The records:
====================

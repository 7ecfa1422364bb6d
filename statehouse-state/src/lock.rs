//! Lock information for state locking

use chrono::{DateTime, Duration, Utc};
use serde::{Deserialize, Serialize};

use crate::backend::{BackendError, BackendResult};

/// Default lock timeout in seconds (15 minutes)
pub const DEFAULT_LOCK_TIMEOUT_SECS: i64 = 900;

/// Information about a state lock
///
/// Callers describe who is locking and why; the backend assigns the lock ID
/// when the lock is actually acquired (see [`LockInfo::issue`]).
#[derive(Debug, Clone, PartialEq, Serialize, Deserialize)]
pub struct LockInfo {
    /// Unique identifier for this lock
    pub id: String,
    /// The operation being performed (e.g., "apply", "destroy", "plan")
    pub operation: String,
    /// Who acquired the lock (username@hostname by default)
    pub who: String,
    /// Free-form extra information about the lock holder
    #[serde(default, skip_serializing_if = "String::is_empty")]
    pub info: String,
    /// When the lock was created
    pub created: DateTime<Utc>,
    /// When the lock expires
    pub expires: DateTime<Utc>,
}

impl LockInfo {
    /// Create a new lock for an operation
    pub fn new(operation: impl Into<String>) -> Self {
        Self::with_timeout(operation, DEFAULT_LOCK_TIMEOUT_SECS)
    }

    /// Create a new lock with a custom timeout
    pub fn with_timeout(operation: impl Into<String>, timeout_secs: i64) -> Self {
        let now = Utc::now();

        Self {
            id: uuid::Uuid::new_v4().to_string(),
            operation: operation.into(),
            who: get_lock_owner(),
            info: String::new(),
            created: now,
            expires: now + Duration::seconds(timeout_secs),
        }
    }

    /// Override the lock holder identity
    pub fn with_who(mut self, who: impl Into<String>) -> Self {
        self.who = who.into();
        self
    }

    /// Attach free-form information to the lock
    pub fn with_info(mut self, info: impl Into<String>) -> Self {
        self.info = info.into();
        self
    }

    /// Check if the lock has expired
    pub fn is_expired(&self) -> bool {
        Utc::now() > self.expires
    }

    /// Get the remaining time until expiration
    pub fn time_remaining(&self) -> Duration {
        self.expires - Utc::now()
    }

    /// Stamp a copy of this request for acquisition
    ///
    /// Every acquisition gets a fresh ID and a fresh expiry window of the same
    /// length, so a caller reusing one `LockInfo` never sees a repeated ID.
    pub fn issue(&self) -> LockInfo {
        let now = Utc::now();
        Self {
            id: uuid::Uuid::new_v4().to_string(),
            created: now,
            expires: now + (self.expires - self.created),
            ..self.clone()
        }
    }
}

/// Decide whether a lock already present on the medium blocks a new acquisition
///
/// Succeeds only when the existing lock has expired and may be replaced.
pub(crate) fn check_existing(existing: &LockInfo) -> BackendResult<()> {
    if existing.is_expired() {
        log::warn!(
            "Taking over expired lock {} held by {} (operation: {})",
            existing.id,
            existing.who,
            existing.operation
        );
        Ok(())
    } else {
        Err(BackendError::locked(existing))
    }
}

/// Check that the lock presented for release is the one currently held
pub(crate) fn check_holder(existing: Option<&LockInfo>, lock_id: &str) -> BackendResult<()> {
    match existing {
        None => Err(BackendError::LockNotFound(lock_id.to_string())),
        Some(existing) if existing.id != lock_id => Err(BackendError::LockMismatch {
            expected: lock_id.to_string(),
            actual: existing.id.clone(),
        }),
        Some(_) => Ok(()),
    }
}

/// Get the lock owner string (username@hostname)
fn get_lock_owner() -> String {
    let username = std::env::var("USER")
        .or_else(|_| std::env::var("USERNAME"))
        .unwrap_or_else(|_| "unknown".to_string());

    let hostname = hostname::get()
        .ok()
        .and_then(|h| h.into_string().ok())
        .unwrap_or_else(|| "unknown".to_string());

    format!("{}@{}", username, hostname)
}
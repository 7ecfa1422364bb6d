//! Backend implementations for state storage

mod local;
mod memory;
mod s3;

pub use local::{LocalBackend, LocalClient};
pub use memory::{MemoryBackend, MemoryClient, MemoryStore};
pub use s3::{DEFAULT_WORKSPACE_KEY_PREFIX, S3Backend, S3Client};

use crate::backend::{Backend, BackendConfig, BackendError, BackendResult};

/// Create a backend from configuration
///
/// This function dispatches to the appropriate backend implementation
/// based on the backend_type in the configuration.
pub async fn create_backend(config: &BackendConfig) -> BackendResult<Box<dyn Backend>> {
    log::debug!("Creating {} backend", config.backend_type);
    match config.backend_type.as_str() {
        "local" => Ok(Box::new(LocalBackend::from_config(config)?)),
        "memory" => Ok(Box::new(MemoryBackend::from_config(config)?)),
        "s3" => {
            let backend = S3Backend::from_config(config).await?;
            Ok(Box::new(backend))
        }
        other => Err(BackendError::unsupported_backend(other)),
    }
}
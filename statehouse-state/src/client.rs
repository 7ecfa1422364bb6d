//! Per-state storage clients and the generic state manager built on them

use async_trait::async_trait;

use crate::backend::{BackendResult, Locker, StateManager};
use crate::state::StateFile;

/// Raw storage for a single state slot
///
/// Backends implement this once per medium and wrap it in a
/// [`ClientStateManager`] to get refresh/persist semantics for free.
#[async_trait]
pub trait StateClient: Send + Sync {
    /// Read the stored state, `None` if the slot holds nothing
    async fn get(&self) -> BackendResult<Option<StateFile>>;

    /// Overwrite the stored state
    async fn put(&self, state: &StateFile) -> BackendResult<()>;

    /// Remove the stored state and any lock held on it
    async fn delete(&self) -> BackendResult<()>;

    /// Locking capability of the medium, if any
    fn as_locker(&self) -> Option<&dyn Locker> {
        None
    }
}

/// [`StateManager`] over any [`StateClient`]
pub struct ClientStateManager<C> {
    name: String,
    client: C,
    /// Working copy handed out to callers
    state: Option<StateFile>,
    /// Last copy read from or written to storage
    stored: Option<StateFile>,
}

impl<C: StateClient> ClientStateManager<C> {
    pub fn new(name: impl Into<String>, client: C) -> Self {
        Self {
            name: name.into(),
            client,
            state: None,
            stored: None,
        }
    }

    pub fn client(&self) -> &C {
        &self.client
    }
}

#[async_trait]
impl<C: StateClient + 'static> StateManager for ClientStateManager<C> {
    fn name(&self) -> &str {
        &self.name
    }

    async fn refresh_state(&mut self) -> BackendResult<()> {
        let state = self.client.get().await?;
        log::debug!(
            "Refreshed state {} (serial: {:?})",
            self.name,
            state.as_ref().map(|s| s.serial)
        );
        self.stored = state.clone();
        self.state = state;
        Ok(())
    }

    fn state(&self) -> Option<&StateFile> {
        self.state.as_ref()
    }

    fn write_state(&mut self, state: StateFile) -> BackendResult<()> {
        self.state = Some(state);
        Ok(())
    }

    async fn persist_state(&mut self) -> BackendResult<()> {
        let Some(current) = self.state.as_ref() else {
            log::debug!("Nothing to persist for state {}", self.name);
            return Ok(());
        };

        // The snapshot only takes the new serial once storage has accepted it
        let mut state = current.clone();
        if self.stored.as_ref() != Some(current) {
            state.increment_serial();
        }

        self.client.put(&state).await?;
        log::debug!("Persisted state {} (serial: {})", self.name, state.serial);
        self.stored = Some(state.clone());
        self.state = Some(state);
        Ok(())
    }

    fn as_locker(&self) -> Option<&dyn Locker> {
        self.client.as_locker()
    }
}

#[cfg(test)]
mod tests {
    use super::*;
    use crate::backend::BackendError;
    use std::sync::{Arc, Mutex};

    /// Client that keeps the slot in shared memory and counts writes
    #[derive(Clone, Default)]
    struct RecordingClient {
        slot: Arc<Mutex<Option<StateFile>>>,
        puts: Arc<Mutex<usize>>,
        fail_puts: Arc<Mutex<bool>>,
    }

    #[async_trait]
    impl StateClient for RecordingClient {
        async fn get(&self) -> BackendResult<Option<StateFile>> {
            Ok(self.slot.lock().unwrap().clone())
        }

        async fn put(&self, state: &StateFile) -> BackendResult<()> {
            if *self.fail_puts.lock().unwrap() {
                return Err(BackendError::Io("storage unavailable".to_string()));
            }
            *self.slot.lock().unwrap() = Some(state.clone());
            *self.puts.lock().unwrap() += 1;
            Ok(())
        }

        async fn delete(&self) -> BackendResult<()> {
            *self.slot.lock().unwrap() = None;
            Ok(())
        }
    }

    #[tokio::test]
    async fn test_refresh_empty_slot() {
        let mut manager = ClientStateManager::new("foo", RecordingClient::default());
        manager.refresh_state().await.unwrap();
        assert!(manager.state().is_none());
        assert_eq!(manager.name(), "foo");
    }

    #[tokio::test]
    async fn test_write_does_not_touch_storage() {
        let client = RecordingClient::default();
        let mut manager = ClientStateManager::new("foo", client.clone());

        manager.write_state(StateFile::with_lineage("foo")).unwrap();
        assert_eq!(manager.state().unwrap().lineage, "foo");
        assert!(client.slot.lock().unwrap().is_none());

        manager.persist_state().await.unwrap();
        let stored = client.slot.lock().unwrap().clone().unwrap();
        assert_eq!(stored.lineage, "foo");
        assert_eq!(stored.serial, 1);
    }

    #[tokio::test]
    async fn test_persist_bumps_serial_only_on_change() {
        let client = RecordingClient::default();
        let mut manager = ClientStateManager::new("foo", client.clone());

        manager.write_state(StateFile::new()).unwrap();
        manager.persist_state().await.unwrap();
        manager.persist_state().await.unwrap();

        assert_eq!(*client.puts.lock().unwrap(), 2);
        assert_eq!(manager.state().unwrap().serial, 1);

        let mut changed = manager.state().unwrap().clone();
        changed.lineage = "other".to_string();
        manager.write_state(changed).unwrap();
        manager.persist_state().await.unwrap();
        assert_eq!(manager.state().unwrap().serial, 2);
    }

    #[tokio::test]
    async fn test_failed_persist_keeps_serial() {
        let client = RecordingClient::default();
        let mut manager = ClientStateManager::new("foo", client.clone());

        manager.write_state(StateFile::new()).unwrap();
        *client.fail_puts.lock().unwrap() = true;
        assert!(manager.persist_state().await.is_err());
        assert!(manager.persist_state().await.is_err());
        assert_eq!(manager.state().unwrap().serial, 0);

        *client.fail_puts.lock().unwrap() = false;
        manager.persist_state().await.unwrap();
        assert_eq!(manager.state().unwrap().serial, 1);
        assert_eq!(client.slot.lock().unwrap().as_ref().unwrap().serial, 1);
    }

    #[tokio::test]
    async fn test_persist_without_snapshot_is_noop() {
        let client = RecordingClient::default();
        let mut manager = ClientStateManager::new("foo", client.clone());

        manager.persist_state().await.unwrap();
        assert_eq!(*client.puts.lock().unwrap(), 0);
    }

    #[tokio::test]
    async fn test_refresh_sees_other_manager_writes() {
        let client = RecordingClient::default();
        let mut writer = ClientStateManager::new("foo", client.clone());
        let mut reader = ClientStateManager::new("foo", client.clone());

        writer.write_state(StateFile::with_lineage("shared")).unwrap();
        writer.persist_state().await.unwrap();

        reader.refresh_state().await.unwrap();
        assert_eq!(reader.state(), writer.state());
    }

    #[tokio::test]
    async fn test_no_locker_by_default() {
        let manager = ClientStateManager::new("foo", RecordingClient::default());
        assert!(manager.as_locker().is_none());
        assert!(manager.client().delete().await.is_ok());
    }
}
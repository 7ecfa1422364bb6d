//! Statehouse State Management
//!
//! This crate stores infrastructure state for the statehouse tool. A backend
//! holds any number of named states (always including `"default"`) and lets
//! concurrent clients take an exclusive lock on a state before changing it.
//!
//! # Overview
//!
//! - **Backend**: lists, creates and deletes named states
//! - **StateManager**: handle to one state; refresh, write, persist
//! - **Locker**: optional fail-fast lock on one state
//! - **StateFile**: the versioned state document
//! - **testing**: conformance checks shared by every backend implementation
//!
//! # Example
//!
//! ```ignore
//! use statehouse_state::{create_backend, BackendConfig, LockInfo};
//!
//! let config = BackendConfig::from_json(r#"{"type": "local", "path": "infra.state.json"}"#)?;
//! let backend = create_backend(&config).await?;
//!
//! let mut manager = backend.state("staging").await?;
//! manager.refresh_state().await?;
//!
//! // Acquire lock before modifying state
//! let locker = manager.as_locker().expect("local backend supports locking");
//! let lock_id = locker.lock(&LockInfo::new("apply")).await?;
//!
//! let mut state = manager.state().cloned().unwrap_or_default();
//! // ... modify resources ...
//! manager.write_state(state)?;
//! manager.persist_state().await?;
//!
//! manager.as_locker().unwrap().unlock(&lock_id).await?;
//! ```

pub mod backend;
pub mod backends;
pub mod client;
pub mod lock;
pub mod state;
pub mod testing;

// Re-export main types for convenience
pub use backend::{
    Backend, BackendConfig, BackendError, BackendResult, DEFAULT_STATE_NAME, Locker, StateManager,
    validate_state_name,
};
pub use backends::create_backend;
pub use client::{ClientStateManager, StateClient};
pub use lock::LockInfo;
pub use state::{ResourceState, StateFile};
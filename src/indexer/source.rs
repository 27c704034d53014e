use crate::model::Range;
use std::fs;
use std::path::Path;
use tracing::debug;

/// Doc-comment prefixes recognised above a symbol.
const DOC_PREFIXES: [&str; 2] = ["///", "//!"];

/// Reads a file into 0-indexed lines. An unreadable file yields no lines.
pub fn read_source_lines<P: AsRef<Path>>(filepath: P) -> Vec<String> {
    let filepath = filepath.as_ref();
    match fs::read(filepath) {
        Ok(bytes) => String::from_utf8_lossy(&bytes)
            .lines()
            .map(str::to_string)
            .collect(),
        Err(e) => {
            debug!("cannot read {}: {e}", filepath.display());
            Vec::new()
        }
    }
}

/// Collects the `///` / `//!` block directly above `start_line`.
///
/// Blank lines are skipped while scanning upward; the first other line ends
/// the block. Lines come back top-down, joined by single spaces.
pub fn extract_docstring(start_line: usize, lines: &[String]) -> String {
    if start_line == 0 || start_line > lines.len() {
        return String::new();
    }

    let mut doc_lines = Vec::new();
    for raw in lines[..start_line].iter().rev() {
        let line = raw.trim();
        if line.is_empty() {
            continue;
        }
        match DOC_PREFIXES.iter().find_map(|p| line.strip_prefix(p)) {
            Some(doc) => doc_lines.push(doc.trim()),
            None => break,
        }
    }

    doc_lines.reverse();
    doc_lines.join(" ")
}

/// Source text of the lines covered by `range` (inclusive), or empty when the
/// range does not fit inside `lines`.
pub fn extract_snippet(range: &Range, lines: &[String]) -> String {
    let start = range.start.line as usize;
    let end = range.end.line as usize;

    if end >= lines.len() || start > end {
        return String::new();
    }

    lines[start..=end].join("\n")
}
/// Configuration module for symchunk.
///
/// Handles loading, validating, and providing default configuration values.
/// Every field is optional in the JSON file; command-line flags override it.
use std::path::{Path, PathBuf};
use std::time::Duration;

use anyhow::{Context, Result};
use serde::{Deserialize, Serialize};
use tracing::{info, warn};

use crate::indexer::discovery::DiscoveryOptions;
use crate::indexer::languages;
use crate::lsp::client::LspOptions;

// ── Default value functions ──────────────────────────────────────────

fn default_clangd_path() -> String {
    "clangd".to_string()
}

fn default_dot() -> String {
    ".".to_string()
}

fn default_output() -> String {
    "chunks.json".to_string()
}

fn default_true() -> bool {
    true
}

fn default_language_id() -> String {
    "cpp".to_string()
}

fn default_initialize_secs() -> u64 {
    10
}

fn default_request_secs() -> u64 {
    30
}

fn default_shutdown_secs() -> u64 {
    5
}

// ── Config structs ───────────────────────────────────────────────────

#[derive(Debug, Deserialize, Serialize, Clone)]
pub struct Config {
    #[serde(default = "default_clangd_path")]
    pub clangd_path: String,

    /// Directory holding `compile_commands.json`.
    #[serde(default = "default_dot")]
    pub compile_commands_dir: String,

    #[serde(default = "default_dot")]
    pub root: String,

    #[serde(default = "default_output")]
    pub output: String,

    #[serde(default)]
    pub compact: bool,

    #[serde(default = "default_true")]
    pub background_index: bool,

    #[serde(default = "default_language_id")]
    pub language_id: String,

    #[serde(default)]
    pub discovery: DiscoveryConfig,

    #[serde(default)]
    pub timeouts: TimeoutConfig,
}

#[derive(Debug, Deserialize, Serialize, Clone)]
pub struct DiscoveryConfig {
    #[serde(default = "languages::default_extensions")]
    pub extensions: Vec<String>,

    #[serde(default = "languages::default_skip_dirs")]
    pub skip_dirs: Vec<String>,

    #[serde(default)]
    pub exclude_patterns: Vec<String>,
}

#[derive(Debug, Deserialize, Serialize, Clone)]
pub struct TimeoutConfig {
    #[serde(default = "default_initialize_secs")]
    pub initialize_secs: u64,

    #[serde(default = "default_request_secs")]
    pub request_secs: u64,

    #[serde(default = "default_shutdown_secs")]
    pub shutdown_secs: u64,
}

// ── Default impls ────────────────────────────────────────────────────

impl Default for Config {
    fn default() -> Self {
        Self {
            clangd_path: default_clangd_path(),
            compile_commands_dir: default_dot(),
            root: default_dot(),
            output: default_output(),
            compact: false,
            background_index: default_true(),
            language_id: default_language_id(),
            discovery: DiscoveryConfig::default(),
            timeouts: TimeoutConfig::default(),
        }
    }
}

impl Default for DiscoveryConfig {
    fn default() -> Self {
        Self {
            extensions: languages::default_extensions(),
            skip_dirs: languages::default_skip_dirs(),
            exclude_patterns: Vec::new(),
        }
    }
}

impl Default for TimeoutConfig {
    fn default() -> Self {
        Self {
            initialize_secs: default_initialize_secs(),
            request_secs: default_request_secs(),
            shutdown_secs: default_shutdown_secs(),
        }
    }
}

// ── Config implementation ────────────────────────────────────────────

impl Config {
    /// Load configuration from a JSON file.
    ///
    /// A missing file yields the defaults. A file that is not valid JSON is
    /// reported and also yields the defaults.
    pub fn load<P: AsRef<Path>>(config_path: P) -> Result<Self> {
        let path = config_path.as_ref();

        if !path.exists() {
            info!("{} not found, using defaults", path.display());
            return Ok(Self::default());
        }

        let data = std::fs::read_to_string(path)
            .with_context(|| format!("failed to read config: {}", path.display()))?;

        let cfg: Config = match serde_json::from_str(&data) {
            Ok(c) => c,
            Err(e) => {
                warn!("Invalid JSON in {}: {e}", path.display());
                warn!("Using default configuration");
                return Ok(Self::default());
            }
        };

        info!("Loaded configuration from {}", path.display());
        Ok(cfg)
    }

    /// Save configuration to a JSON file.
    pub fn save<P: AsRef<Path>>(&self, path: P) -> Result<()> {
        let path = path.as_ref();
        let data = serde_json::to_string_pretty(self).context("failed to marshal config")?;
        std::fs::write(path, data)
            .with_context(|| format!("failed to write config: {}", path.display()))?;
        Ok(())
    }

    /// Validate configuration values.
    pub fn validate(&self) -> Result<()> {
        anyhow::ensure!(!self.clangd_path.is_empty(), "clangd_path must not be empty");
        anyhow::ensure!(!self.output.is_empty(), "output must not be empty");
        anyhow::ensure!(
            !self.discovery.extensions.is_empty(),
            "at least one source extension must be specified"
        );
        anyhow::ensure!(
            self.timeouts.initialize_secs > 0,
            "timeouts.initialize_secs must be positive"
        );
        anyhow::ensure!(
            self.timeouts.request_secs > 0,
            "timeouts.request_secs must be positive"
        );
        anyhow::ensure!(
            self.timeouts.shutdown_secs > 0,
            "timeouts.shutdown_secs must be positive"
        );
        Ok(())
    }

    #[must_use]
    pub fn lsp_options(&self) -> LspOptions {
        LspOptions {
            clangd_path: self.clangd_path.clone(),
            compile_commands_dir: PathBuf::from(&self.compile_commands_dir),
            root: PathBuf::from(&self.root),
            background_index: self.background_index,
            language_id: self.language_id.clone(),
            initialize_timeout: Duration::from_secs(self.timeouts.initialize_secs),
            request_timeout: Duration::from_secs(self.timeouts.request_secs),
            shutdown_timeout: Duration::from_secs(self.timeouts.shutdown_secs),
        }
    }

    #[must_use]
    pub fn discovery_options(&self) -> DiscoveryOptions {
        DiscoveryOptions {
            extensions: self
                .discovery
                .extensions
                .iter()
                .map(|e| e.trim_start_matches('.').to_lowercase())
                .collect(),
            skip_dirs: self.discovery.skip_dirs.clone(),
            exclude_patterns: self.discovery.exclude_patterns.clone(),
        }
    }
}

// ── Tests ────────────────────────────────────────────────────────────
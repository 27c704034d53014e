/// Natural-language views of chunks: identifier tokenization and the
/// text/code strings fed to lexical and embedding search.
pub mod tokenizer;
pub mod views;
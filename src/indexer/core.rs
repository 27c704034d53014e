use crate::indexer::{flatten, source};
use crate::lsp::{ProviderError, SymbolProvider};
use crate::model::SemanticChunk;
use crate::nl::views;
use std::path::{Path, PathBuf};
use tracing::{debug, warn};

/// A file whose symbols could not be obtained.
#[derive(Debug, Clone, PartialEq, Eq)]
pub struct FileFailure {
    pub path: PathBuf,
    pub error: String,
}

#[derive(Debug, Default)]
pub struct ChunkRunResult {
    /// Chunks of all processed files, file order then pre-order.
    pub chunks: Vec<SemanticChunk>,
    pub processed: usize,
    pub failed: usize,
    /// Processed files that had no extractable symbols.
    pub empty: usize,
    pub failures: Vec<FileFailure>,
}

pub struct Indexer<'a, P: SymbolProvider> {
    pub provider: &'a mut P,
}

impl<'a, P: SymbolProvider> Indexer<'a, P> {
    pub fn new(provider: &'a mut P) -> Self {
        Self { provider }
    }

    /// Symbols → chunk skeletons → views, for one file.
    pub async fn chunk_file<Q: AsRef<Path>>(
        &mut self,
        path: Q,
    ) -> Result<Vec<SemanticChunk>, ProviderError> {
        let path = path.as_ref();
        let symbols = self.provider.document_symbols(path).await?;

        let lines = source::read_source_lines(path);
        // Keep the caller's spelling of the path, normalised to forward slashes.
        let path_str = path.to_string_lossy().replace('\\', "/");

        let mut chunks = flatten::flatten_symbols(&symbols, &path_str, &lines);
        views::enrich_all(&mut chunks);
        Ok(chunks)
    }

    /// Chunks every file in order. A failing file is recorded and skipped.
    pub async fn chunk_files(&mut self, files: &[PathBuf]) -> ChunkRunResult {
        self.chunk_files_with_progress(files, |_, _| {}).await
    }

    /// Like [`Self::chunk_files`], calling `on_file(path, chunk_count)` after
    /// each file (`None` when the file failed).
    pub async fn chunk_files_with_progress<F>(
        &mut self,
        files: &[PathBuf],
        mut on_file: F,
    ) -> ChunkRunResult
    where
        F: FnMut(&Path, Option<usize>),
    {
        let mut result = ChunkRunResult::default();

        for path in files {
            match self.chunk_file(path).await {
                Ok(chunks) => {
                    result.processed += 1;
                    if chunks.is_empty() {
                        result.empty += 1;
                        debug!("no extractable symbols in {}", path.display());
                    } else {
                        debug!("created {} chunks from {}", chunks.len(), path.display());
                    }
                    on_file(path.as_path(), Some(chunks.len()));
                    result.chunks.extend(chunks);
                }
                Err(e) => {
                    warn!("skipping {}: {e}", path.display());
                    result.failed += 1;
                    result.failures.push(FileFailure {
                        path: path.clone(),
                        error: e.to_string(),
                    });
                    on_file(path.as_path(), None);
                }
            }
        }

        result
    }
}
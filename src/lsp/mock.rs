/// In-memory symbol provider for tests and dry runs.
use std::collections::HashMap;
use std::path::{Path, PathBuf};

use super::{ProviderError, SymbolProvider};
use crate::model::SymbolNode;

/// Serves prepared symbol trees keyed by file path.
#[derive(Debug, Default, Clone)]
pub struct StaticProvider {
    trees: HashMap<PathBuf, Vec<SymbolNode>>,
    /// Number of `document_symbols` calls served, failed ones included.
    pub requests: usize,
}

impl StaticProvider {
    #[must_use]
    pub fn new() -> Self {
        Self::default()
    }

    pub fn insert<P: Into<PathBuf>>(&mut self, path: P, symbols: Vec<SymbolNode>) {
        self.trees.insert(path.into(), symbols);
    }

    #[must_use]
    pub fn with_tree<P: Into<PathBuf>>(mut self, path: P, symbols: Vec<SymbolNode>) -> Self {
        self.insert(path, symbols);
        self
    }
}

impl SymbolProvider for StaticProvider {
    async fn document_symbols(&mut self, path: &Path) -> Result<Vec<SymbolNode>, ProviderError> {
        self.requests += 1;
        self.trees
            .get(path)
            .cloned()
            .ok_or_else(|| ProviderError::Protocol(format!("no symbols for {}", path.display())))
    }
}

====================

Work item:
If a line falls between the first line of the data above and the line holding "(username@hostname by default)", inclusive, retype it exactly; retype no other line.

Exercise response:
repository 7ecfa1422364bb6d
filename statehouse-state/src/lock.rs
//! Lock information for state locking

use chrono::{DateTime, Duration, Utc};
use serde::{Deserialize, Serialize};

use crate::backend::{BackendError, BackendResult};

/// Default lock timeout in seconds (15 minutes)
pub const DEFAULT_LOCK_TIMEOUT_SECS: i64 = 900;

/// Information about a state lock
///
/// Callers describe who is locking and why; the backend assigns the lock ID
/// when the lock is actually acquired (see [`LockInfo::issue`]).
#[derive(Debug, Clone, PartialEq, Serialize, Deserialize)]
pub struct LockInfo {
    /// Unique identifier for this lock
    pub id: String,
    /// The operation being performed (e.g., "apply", "destroy", "plan")
    pub operation: String,
    /// Who acquired the lock (username@hostname by default)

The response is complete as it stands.